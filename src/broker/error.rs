use axum::http::StatusCode;
use thiserror::Error;

/// Failures of a single token issuance
#[derive(Error, Debug)]
pub enum BrokerError {
    #[error("Server is missing HEYGEN_API_KEY.")]
    MissingCredential,

    #[error("Upstream returned {status}: {body}")]
    Upstream { status: StatusCode, body: String },

    #[error("Invalid response from token endpoint: {body}")]
    Parse { body: String },

    /// Success status with a body that is not JSON at all
    #[error("Token endpoint returned non-JSON body: {body}")]
    Decode { body: String },

    #[error("Transport error: {0}")]
    Transport(#[from] reqwest::Error),
}

impl BrokerError {
    /// Status reported to the caller
    pub fn status_code(&self) -> StatusCode {
        match self {
            BrokerError::Upstream { status, .. } => *status,
            BrokerError::MissingCredential
            | BrokerError::Parse { .. }
            | BrokerError::Decode { .. }
            | BrokerError::Transport(_) => StatusCode::INTERNAL_SERVER_ERROR,
        }
    }

    /// Plain-text body reported to the caller
    ///
    /// Only the upstream error text is passed through; parse and transport
    /// details stay in the server log.
    pub fn public_message(&self) -> String {
        match self {
            BrokerError::MissingCredential => self.to_string(),
            BrokerError::Upstream { body, .. } => {
                format!("Failed to retrieve access token: {}", body)
            }
            BrokerError::Parse { .. } => "Failed to parse token from Heygen response.".to_string(),
            BrokerError::Decode { .. } | BrokerError::Transport(_) => {
                "An internal server error occurred.".to_string()
            }
        }
    }
}

#[cfg(test)]
mod tests {
    use super::*;

    #[test]
    fn test_upstream_status_is_propagated() {
        let err = BrokerError::Upstream {
            status: StatusCode::UNAUTHORIZED,
            body: "invalid key".to_string(),
        };
        assert_eq!(err.status_code(), StatusCode::UNAUTHORIZED);
        assert_eq!(
            err.public_message(),
            "Failed to retrieve access token: invalid key"
        );
    }

    #[test]
    fn test_parse_failure_hides_body() {
        let err = BrokerError::Parse {
            body: r#"{"data":{"secret":"x"}}"#.to_string(),
        };
        assert_eq!(err.status_code(), StatusCode::INTERNAL_SERVER_ERROR);
        assert!(!err.public_message().contains("secret"));
    }

    #[test]
    fn test_non_json_body_is_internal_error() {
        let err = BrokerError::Decode {
            body: "<html>gateway</html>".to_string(),
        };
        assert_eq!(err.status_code(), StatusCode::INTERNAL_SERVER_ERROR);
        assert_eq!(err.public_message(), "An internal server error occurred.");
    }

    #[test]
    fn test_missing_credential_message() {
        let err = BrokerError::MissingCredential;
        assert_eq!(err.status_code(), StatusCode::INTERNAL_SERVER_ERROR);
        assert_eq!(err.public_message(), "Server is missing HEYGEN_API_KEY.");
    }
}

▸ **Instructions for the task**
What count of lines in the listing contain the word "access"? Reply with the number only.

▸ **Solution to this exercise**
2